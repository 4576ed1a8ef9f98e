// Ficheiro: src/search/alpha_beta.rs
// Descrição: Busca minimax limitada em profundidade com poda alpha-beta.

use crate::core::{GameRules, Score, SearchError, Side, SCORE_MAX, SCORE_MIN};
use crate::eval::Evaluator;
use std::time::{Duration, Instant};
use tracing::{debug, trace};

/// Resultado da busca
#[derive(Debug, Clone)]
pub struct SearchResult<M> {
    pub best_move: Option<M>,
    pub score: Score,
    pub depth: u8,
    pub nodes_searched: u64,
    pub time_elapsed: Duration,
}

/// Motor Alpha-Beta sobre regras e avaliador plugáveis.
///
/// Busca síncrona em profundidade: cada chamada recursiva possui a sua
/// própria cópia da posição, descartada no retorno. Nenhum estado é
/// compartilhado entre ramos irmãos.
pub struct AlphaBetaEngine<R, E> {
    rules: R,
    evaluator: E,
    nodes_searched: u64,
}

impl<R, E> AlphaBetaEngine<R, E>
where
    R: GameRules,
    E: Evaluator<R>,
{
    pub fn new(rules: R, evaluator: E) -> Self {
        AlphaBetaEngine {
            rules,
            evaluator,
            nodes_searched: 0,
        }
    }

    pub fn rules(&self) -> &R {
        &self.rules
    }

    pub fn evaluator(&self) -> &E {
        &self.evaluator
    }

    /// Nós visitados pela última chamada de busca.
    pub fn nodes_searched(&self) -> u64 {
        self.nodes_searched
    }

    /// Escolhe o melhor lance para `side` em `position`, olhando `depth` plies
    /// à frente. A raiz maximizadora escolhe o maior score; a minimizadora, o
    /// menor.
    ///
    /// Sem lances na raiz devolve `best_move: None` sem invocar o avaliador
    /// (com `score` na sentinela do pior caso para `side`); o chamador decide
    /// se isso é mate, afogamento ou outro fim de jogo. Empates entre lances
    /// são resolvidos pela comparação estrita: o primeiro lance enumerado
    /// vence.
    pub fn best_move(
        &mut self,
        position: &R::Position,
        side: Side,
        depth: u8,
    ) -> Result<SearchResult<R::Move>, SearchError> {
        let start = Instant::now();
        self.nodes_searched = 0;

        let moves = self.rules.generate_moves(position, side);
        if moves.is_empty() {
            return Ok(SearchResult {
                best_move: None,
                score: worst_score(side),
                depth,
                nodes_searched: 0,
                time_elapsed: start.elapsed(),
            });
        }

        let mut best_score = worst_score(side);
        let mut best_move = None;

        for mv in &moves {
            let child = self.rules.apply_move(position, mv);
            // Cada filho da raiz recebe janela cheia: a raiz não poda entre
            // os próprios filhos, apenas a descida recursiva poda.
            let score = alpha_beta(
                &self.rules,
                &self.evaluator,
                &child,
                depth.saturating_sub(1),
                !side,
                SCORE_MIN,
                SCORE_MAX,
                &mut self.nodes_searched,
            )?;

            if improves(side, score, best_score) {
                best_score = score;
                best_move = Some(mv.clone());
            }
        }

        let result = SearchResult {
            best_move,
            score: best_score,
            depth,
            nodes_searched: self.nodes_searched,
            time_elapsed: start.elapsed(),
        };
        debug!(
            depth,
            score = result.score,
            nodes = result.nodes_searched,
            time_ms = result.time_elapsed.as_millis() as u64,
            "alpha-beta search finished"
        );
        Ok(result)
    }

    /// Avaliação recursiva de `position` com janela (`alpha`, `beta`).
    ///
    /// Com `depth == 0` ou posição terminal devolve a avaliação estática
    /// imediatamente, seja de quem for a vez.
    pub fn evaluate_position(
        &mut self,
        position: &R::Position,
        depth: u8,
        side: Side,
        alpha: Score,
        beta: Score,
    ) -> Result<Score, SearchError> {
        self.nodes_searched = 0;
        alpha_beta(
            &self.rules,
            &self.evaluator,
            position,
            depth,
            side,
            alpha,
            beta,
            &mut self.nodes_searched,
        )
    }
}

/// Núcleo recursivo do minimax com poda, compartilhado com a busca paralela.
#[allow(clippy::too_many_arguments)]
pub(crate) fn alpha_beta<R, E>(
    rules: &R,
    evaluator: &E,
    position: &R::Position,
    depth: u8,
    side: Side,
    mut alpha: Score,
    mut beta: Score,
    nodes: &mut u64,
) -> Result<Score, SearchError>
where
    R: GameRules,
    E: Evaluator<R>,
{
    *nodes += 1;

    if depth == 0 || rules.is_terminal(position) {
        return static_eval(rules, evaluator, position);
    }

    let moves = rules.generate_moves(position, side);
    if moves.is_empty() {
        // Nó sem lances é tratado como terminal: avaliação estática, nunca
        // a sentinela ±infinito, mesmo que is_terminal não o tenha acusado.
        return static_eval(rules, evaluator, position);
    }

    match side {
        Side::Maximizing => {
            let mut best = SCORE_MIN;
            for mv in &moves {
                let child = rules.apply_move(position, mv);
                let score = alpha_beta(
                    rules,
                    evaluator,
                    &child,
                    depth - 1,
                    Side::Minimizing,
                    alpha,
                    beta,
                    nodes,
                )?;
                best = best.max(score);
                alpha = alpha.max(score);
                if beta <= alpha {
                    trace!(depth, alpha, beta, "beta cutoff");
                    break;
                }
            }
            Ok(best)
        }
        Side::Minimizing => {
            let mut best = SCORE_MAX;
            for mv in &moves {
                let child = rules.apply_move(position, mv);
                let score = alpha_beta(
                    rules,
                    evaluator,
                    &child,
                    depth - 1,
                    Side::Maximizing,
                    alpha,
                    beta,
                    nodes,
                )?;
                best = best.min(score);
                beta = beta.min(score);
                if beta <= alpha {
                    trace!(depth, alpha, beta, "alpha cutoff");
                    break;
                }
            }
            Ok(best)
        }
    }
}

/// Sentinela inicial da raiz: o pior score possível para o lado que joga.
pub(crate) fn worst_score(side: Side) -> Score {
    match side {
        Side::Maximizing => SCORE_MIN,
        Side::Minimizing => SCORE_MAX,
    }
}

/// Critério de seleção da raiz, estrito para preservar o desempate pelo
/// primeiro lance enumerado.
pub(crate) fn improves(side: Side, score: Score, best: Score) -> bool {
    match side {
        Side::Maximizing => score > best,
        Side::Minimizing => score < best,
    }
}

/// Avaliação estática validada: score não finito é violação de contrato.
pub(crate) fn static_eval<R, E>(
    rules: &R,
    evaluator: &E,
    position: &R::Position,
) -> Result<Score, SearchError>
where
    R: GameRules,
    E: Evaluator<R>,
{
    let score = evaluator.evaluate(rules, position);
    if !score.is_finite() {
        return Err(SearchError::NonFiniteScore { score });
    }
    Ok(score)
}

-------

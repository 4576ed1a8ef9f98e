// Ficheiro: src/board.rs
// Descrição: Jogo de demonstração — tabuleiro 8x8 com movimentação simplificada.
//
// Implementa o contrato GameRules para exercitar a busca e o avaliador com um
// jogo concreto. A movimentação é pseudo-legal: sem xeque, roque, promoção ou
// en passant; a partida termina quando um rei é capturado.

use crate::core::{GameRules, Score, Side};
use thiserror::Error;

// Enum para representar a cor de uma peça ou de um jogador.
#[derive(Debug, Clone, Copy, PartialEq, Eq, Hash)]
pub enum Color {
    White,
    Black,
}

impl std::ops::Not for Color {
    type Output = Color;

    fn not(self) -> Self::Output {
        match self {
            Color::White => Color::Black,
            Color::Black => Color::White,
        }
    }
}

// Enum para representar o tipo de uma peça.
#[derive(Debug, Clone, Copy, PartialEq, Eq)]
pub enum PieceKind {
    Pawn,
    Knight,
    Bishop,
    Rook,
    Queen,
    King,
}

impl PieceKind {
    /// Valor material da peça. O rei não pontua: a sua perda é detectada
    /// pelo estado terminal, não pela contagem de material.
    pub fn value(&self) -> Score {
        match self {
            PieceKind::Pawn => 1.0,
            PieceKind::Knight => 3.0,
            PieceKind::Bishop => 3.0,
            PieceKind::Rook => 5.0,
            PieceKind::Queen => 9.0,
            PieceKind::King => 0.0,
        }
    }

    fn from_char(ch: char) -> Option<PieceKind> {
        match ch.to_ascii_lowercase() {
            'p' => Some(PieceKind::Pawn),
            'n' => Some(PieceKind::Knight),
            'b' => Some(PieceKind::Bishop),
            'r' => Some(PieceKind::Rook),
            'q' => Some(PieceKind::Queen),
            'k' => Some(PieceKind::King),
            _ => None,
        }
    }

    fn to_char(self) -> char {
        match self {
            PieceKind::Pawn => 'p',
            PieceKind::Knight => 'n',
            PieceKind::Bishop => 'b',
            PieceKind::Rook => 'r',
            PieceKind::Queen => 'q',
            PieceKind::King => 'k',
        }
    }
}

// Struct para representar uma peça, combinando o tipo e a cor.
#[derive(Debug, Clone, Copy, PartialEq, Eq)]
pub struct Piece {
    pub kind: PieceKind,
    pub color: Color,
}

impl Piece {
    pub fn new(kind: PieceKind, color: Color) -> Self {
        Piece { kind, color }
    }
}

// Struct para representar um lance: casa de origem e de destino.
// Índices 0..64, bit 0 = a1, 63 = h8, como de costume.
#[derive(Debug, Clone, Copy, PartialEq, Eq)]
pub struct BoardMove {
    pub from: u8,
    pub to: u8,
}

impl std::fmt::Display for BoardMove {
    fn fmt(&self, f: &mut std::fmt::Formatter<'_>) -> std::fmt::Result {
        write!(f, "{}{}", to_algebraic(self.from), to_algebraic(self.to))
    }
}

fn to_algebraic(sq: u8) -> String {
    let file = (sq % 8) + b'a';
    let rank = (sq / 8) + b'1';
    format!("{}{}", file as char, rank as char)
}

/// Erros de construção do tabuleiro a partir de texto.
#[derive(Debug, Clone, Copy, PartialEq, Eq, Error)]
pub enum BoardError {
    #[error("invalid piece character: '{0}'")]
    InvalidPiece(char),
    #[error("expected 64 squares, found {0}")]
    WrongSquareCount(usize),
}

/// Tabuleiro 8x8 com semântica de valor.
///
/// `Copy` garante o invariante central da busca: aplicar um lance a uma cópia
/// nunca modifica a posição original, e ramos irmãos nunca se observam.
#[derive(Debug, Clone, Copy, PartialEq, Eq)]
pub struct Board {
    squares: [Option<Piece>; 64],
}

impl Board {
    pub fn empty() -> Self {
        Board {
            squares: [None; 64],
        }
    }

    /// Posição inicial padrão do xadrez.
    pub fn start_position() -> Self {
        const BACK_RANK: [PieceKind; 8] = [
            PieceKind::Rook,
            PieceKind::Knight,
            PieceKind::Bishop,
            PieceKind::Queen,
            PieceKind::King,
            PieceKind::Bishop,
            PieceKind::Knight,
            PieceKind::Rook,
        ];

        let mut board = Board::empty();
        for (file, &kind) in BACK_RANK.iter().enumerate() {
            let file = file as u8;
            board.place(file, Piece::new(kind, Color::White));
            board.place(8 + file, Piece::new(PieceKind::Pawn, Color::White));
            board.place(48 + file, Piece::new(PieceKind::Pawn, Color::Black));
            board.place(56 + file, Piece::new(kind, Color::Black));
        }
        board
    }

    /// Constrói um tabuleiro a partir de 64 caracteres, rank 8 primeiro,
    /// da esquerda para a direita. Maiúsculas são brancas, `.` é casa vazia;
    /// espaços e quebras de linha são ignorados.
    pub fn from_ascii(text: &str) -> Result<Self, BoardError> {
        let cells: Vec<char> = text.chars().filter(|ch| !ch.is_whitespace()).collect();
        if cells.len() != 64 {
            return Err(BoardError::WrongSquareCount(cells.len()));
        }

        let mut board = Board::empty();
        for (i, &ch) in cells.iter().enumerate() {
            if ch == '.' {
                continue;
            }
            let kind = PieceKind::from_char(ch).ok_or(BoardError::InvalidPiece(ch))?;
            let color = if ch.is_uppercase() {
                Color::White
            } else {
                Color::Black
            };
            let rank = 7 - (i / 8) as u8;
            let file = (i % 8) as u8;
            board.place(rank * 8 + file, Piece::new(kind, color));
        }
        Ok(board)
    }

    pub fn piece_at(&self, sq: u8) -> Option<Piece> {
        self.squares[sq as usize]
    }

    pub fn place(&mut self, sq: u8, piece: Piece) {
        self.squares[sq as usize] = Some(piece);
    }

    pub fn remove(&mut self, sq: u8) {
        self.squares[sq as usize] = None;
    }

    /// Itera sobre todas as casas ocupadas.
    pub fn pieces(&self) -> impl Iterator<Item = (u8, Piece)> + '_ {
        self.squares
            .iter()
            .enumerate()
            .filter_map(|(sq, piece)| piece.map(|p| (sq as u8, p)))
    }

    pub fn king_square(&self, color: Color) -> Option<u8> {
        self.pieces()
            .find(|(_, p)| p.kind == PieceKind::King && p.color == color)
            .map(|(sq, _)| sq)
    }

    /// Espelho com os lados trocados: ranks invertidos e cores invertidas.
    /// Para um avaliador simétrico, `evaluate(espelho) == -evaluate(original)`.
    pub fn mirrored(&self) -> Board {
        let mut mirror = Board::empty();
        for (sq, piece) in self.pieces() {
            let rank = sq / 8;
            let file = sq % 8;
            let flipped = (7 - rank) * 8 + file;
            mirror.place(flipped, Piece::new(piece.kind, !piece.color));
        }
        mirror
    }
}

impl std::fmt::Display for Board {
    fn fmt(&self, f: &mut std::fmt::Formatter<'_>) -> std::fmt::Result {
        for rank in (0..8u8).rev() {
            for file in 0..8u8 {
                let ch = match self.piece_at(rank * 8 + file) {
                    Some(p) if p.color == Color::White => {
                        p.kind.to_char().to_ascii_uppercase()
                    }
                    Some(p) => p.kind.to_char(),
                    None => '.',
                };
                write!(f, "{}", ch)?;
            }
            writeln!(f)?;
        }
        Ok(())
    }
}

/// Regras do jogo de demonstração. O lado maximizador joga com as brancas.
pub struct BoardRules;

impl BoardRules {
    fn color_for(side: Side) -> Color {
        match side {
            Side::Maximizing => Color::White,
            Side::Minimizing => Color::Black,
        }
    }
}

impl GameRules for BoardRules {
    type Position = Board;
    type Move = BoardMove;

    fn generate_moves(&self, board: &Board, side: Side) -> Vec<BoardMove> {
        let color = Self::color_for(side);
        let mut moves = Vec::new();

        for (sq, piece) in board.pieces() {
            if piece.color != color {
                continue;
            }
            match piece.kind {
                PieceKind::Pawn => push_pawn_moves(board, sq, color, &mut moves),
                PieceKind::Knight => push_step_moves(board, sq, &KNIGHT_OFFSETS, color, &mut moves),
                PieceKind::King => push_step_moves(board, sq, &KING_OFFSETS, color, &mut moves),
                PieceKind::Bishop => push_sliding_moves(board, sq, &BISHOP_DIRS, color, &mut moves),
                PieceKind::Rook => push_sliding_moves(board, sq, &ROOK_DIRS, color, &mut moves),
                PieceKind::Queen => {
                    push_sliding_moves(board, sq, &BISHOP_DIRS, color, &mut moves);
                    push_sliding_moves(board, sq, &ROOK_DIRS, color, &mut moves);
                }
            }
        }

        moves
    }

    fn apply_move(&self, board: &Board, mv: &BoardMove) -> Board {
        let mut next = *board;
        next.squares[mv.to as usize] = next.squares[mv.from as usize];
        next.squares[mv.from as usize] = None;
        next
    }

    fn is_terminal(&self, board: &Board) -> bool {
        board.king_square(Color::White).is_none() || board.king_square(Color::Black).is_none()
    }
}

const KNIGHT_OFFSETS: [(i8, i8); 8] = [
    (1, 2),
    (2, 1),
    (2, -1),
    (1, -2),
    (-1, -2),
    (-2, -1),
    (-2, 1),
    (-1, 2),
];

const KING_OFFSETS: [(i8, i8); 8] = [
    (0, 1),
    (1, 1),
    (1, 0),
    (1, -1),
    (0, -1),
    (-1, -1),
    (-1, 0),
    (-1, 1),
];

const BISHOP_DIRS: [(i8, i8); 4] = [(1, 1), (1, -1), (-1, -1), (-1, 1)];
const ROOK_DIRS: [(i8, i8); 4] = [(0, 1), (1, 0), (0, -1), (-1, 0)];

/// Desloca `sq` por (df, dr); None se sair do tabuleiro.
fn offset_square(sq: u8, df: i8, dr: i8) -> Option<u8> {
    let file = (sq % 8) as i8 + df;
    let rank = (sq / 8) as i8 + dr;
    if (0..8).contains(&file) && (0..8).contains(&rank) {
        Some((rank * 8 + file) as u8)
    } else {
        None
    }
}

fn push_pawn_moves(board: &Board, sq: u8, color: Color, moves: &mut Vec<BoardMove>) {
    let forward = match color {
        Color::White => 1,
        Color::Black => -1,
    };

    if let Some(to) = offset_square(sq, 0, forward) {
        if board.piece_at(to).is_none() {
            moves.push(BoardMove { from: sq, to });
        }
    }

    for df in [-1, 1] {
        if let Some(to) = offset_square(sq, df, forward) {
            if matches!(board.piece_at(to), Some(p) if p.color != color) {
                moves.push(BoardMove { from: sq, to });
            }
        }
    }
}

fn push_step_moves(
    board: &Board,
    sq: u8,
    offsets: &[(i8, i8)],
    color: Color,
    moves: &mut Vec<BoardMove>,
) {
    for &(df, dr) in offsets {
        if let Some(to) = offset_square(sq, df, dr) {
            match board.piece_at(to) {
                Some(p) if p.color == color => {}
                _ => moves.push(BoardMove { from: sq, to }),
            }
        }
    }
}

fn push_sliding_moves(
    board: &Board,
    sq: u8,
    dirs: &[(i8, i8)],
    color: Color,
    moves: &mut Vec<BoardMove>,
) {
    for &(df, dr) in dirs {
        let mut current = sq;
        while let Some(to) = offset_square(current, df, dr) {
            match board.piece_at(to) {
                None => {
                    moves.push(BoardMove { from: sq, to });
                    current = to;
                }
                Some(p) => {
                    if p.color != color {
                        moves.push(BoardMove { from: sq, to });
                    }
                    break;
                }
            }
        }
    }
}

-------

▸ **Aim of the exercise**
Match on "Option" and report each line of the data above that has it.

▸ **Exercise output**
    pub best_move: Option<M>,
    fn from_char(ch: char) -> Option<PieceKind> {
    squares: [Option<Piece>; 64],
    pub fn piece_at(&self, sq: u8) -> Option<Piece> {
    pub fn king_square(&self, color: Color) -> Option<u8> {
fn offset_square(sq: u8, df: i8, dr: i8) -> Option<u8> {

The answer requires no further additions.